Si la Iglesia se hubiera tomado en serio el sagrado mandamiento, la Inquisición no hubiera tenido lugar. Sin embargo, se presenta ante la sociedad como el partido de la vida aunque sea una de las instituciones poderosas que más ha asesinado... en nombre de Dios. Muchísima gente fue quemada -¿no es esta forma de morir una de las más bestiales formas de la tortura?- en nombre de la Verdad que los tutores administran de forma desinteresada. Y cuando ven el error que han cometido, conciencia que puede tardar en llegar algunos siglos y siempre por la presión histórica del presente, piden perdón sin que realmente la justicia de los hombres pueda acusarles de los delitos cometidos. Al parecer, los errores de la Iglesia sólo llaman nuestra atención como parte del camino tortuoso que la ciencia moderna tuvo que andar contra viento y marea de dogmas y excomuniones, pero queda como anécdota lo principal: el inmenso dolor y sufrimiento a que fueron sometidos miles de seres humanos.Eso sí: la eutanasia es un pecado contra nuestro don más apreciado, la vida. "No matarás".

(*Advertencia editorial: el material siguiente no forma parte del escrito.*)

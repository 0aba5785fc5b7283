//! Comment-driven assembly of the area and command tree.
//!
//! Template designers annotate cells with `sf:` lines, one command per
//! line: `sf:each(items="rows" var="r" lastCell="C3")`. Root rectangles
//! come from `sf:area`; every other command nests inside the smallest
//! strictly larger command rectangle (or root) containing its anchor cell.

use once_cell::sync::Lazy;
use regex::Regex;
use rustc_hash::FxHashMap;
use tracing::{debug, warn};

use sheetfill_common::{AreaRef, CellRef, Size};

use crate::area::Area;
use crate::command::{Command, CommandRegistry, CommandSpec};
use crate::error::{Result, TemplateError};
use crate::transform::{DocumentTransformer, FormulaParams};

/// Prefix marking a comment line as a command.
pub const ANNOTATION_MARKER: &str = "sf:";

static COMMAND_LINE: Lazy<Regex> =
    Lazy::new(|| Regex::new(r"^sf:(\w+)\((.*)\)$").expect("command pattern"));

static LIST_ATTR: Lazy<Regex> =
    Lazy::new(|| Regex::new(r"(\w+)\s*=\s*\[([^\]]*)\]").expect("list attribute pattern"));

/// Values take matching double, single or smart quotes.
static SCALAR_ATTR: Lazy<Regex> = Lazy::new(|| {
    Regex::new(r#"(\w+)\s*=\s*(?:"([^"]*)"|'([^']*)'|“([^”]*)”)"#).expect("attribute pattern")
});

fn unquote(s: &str) -> &str {
    let s = s.trim();
    for (open, close) in [('"', '"'), ('\'', '\''), ('“', '”')] {
        if let Some(inner) = s.strip_prefix(open).and_then(|r| r.strip_suffix(close)) {
            return inner;
        }
    }
    s
}

fn bad_rectangle(command: &str, cell: &CellRef, text: &str) -> TemplateError {
    TemplateError::BadRectangle {
        command: command.to_string(),
        cell: cell.clone(),
        last_cell: text.to_string(),
    }
}

/// Parse every `sf:` line of one comment into command specs, in line
/// order. Non-command lines are ignored.
pub fn parse_annotation(cell: &CellRef, comment: &str) -> Vec<Result<CommandSpec>> {
    comment
        .lines()
        .map(str::trim)
        .filter(|line| line.starts_with(ANNOTATION_MARKER))
        .map(|line| parse_command_line(cell, line))
        .collect()
}

fn parse_command_line(cell: &CellRef, line: &str) -> Result<CommandSpec> {
    let caps = COMMAND_LINE
        .captures(line)
        .ok_or_else(|| TemplateError::MalformedAnnotation {
            cell: cell.clone(),
            text: line.to_string(),
        })?;
    let name = caps[1].to_string();
    let body = &caps[2];

    let mut area_refs = Vec::new();
    for list in LIST_ATTR.captures_iter(body) {
        if &list[1] != "areas" {
            continue;
        }
        for entry in list[2].split(',') {
            let entry = unquote(entry);
            if entry.is_empty() {
                continue;
            }
            let rect = AreaRef::parse_with_default(entry, &cell.sheet)
                .map_err(|_| bad_rectangle(&name, cell, entry))?;
            area_refs.push(rect);
        }
    }

    let scalars = LIST_ATTR.replace_all(body, " ");
    let mut attrs = FxHashMap::default();
    for attr in SCALAR_ATTR.captures_iter(scalars.as_ref()) {
        let value = attr
            .get(2)
            .or_else(|| attr.get(3))
            .or_else(|| attr.get(4))
            .map(|m| m.as_str())
            .unwrap_or("");
        attrs.insert(attr[1].to_string(), value.to_string());
    }

    // `params` annotates its own cell; everything else spans to `lastCell`.
    let rect = if name == "params" {
        AreaRef::new(cell.clone(), Size::new(1, 1))
    } else {
        let raw = attrs
            .get("lastCell")
            .ok_or_else(|| TemplateError::MissingAttribute {
                command: name.clone(),
                cell: cell.clone(),
                attribute: "lastCell".to_string(),
            })?;
        let last = CellRef::parse_with_default(raw, &cell.sheet)
            .map_err(|_| bad_rectangle(&name, cell, raw))?;
        AreaRef::from_corners(cell.clone(), &last)
            .ok_or_else(|| bad_rectangle(&name, cell, raw))?
    };

    Ok(CommandSpec {
        name,
        cell: cell.clone(),
        rect,
        attrs,
        area_refs,
    })
}

fn formula_params(spec: &CommandSpec) -> Result<FormulaParams> {
    let strategy = match spec.attr("formulaStrategy") {
        None => Default::default(),
        Some(raw) => raw
            .parse()
            .map_err(|_| spec.invalid("formulaStrategy", raw))?,
    };
    Ok(FormulaParams {
        default_value: spec.attr("defaultValue").map(str::to_string),
        strategy,
    })
}

struct Pending {
    rect: AreaRef,
    command: Box<dyn Command>,
}

/// Assembles the area tree from a transformer's commented cells.
pub struct AreaBuilder {
    registry: CommandRegistry,
}

impl AreaBuilder {
    pub fn new() -> Self {
        AreaBuilder {
            registry: CommandRegistry::with_builtins(),
        }
    }

    pub fn with_registry(registry: CommandRegistry) -> Self {
        AreaBuilder { registry }
    }

    /// Extension point for user commands.
    pub fn registry_mut(&mut self) -> &mut CommandRegistry {
        &mut self.registry
    }

    /// Parse all annotations and produce the root areas, ready to apply.
    pub fn build(&self, transformer: &mut dyn DocumentTransformer) -> Result<Vec<Area>> {
        let mut specs = Vec::new();
        for (cell, comment) in transformer.commented_cells() {
            for spec in parse_annotation(&cell, &comment) {
                specs.push(spec?);
            }
        }
        if specs.is_empty() {
            return Err(TemplateError::NoAnnotatedCells);
        }

        let mut roots: Vec<Area> = Vec::new();
        let mut commands: Vec<Pending> = Vec::new();
        for spec in specs {
            match spec.name.as_str() {
                "params" => {
                    transformer.set_formula_params(&spec.cell, formula_params(&spec)?)?;
                }
                "area" => roots.push(Area::new(spec.rect.clone())),
                _ => commands.push(Pending {
                    rect: spec.rect.clone(),
                    command: self.registry.create(&spec)?,
                }),
            }
        }
        if roots.is_empty() {
            return Err(TemplateError::NoRootArea);
        }
        debug!(roots = roots.len(), commands = commands.len(), "template parsed");

        // Children first: ascending cell count, ties by anchor position
        // then parse order. Equal counts never nest, so every command's
        // parent is still unprocessed when the command attaches.
        let mut order: Vec<usize> = (0..commands.len()).collect();
        order.sort_by_key(|&i| {
            (
                commands[i].rect.cell_count(),
                commands[i].rect.first_cell.row,
                commands[i].rect.first_cell.col,
                i,
            )
        });
        let mut slots: Vec<Option<Pending>> = commands.into_iter().map(Some).collect();
        for &i in &order {
            let pending = slots[i].take().expect("each command nests once");
            let mut parent: Option<(usize, usize)> = None;
            for &j in &order {
                if j == i {
                    continue;
                }
                let Some(candidate) = slots[j].as_ref() else {
                    continue;
                };
                if candidate.rect.cell_count() <= pending.rect.cell_count() {
                    continue;
                }
                let found = candidate
                    .command
                    .areas()
                    .iter()
                    .position(|area| area.area_ref().contains(&pending.rect.first_cell));
                if let Some(area_idx) = found {
                    parent = Some((j, area_idx));
                    break;
                }
            }
            match parent {
                Some((j, area_idx)) => {
                    let owner = slots[j].as_mut().expect("parent not yet attached");
                    owner.command.areas_mut()[area_idx].add_command(pending.command, &pending.rect);
                }
                None => {
                    match roots
                        .iter_mut()
                        .find(|root| root.area_ref().contains(&pending.rect.first_cell))
                    {
                        Some(root) => root.add_command(pending.command, &pending.rect),
                        None => warn!(
                            command = pending.command.name(),
                            rect = %pending.rect,
                            "command lies outside every root area, skipped"
                        ),
                    }
                }
            }
        }

        for root in &mut roots {
            root.sort_tree();
        }
        Ok(roots)
    }
}

impl Default for AreaBuilder {
    fn default() -> Self {
        Self::new()
    }
}

#[cfg(test)]
mod tests {
    use super::*;
    use crate::transform::{FormulaStrategy, InMemoryTransformer};
    use sheetfill_common::Value;

    fn doc_with(comments: &[(&str, &str)]) -> InMemoryTransformer {
        let mut doc = InMemoryTransformer::new();
        doc.add_sheet("S");
        for (cell, text) in comments {
            let cell: CellRef = cell.parse().unwrap();
            doc.load_value(cell.clone(), Value::Empty);
            doc.load_comment(&cell, *text);
        }
        doc
    }

    #[test]
    fn no_annotations_fails() {
        let mut doc = InMemoryTransformer::new();
        doc.load_value(CellRef::new("S", 0, 0), Value::from("x"));
        doc.load_comment(&CellRef::new("S", 0, 0), "plain note");
        assert!(matches!(
            AreaBuilder::new().build(&mut doc),
            Err(TemplateError::NoAnnotatedCells)
        ));
    }

    #[test]
    fn missing_root_area_fails() {
        let mut doc = doc_with(&[(
            "S!A2",
            r#"sf:each(items="rows" var="r" lastCell="B2")"#,
        )]);
        assert!(matches!(
            AreaBuilder::new().build(&mut doc),
            Err(TemplateError::NoRootArea)
        ));
    }

    #[test]
    fn builds_a_root_with_one_binding() {
        let mut doc = doc_with(&[
            ("S!A1", r#"sf:area(lastCell="C4")"#),
            ("S!A2", r#"sf:each(items="rows" var="r" lastCell="C3")"#),
        ]);
        let roots = AreaBuilder::new().build(&mut doc).unwrap();
        assert_eq!(roots.len(), 1);
        assert_eq!(roots[0].area_ref().to_string(), "S!A1:C4");
        let bindings = roots[0].bindings();
        assert_eq!(bindings.len(), 1);
        assert_eq!(bindings[0].command().name(), "each");
        assert_eq!(bindings[0].row_offset(), 1);
        assert_eq!(bindings[0].col_offset(), 0);
        assert_eq!(bindings[0].size(), Size::new(3, 2));
    }

    #[test]
    fn commands_nest_inside_the_smallest_containing_rectangle() {
        let mut doc = doc_with(&[
            ("S!A1", r#"sf:area(lastCell="D8")"#),
            ("S!A2", r#"sf:each(items="rows" var="r" lastCell="D6")"#),
            ("S!B3", r#"sf:if(condition="r.ok" lastCell="C4")"#),
        ]);
        let roots = AreaBuilder::new().build(&mut doc).unwrap();
        let root_bindings = roots[0].bindings();
        assert_eq!(root_bindings.len(), 1);
        let each_area = &root_bindings[0].command().areas()[0];
        assert_eq!(each_area.bindings().len(), 1);
        let nested = &each_area.bindings()[0];
        assert_eq!(nested.command().name(), "if");
        // Offsets are relative to the each rectangle anchored at A2.
        assert_eq!(nested.row_offset(), 1);
        assert_eq!(nested.col_offset(), 1);
    }

    #[test]
    fn multiple_commands_per_comment() {
        let mut doc = doc_with(&[(
            "S!A1",
            "sf:area(lastCell=\"B3\")\nsf:mergeCells(lastCell=\"B1\")",
        )]);
        let roots = AreaBuilder::new().build(&mut doc).unwrap();
        assert_eq!(roots[0].bindings().len(), 1);
        assert_eq!(roots[0].bindings()[0].command().name(), "mergeCells");
    }

    #[test]
    fn params_line_configures_the_cell() {
        let mut doc = doc_with(&[("S!A1", r#"sf:area(lastCell="B2")"#)]);
        doc.load_formula("S!B2".parse().unwrap(), "SUM(A1:A1)");
        doc.load_comment(
            &"S!B2".parse().unwrap(),
            r#"sf:params(defaultValue="1" formulaStrategy="BY_COLUMN")"#,
        );
        AreaBuilder::new().build(&mut doc).unwrap();
        let params = doc
            .cell_data(&"S!B2".parse().unwrap())
            .unwrap()
            .params
            .clone()
            .unwrap();
        assert_eq!(params.default_value.as_deref(), Some("1"));
        assert_eq!(params.strategy, FormulaStrategy::ByColumn);
    }

    #[test]
    fn explicit_areas_attribute_reaches_the_command() {
        let mut doc = doc_with(&[
            ("S!A1", r#"sf:area(lastCell="D4")"#),
            (
                "S!A2",
                r#"sf:if(condition="ok" lastCell="B2" areas=["A2:B2", "Other!A9:B9"])"#,
            ),
        ]);
        let roots = AreaBuilder::new().build(&mut doc).unwrap();
        let command = roots[0].bindings()[0].command();
        let areas = command.areas();
        assert_eq!(areas.len(), 2);
        assert_eq!(areas[0].area_ref().to_string(), "S!A2:B2");
        assert_eq!(areas[1].area_ref().to_string(), "Other!A9:B9");
    }

    #[test]
    fn smart_quotes_are_accepted() {
        let mut doc = doc_with(&[("S!A1", "sf:area(lastCell=“B2”)")]);
        let roots = AreaBuilder::new().build(&mut doc).unwrap();
        assert_eq!(roots[0].size(), Size::new(2, 2));
    }

    #[test]
    fn unknown_commands_are_fatal() {
        let mut doc = doc_with(&[
            ("S!A1", r#"sf:area(lastCell="B2")"#),
            ("S!A2", r#"sf:explode(lastCell="B2")"#),
        ]);
        assert!(matches!(
            AreaBuilder::new().build(&mut doc),
            Err(TemplateError::UnknownCommand { .. })
        ));
    }

    #[test]
    fn commands_outside_every_root_are_skipped() {
        let mut doc = doc_with(&[
            ("S!A1", r#"sf:area(lastCell="B2")"#),
            ("S!A9", r#"sf:mergeCells(lastCell="B9")"#),
        ]);
        let roots = AreaBuilder::new().build(&mut doc).unwrap();
        assert!(roots[0].bindings().is_empty());
    }

    #[test]
    fn malformed_lines_are_rejected() {
        let mut doc = doc_with(&[("S!A1", "sf:area lastCell=\"B2\"")]);
        assert!(matches!(
            AreaBuilder::new().build(&mut doc),
            Err(TemplateError::MalformedAnnotation { .. })
        ));
    }

    #[test]
    fn missing_last_cell_is_rejected() {
        let mut doc = doc_with(&[("S!A1", r#"sf:area(notLast="B2")"#)]);
        assert!(matches!(
            AreaBuilder::new().build(&mut doc),
            Err(TemplateError::MissingAttribute { ref attribute, .. }) if attribute == "lastCell"
        ));
    }

    #[test]
    fn cross_sheet_last_cell_is_rejected() {
        let mut doc = doc_with(&[("S!A1", r#"sf:area(lastCell="Other!B2")"#)]);
        assert!(matches!(
            AreaBuilder::new().build(&mut doc),
            Err(TemplateError::BadRectangle { .. })
        ));
    }
}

¿Qué hay detrás de la inmediata reacción eclesiástica contra la perversa Holanda? Pienso que mucho temor, como siempre que se abre una posibilidad ante nuestras vidas, a que la sociedad civil ejerza lo que le es propio: la autonomía de pensamiento, el poder tomar una decisión, afirmativa o negativa, sirviéndose exclusivamente de su propio entendimiento. Lo que a nivel político-social nos jugamos es la continuidad o no del proyecto ilustrado. Sapere aude había sido el lema dado por Kant. Ten valor de servirte de tu propio entendimiento porque la religión no puede hipotecar nuestra condición política de ciudadanos.

Nuestra ministra de Sanidad no sabe realmente qué pasa con el mal de las vacas locas españolas, pero contesta, admirablemente, exhortando a que la gente no compre gangas y vaya a los sitios caros a por carne de la buena. En efecto, si todas las mujeres con embarazos no queridos hubieran tenido dinero suficiente se habrían ido a abortar a Londres. Todo vale con tal de no admitir nuestra ignorancia. Y toda advertencia de pecado es poca para perseverar por los siglos de los siglos en el poder que unos hombres se autootorgan celestialmente para llevar por buen camino a su rebaño. Pero, claro, seguía diciendo Kant, si tengo un cura que piensa por mí, un militar que sólo me da órdenes o un banquero que sólo quiere que le paguemos... entonces la ilustración es imposible, porque estos poderes (otro día hablaremos del Gobierno y del déficit cero gracias a lo que España es, como antaño, la envidia del Universo) nos dejarán el recreo para que razonemos todo lo que queramos con tal de que acabemos obedeciendo.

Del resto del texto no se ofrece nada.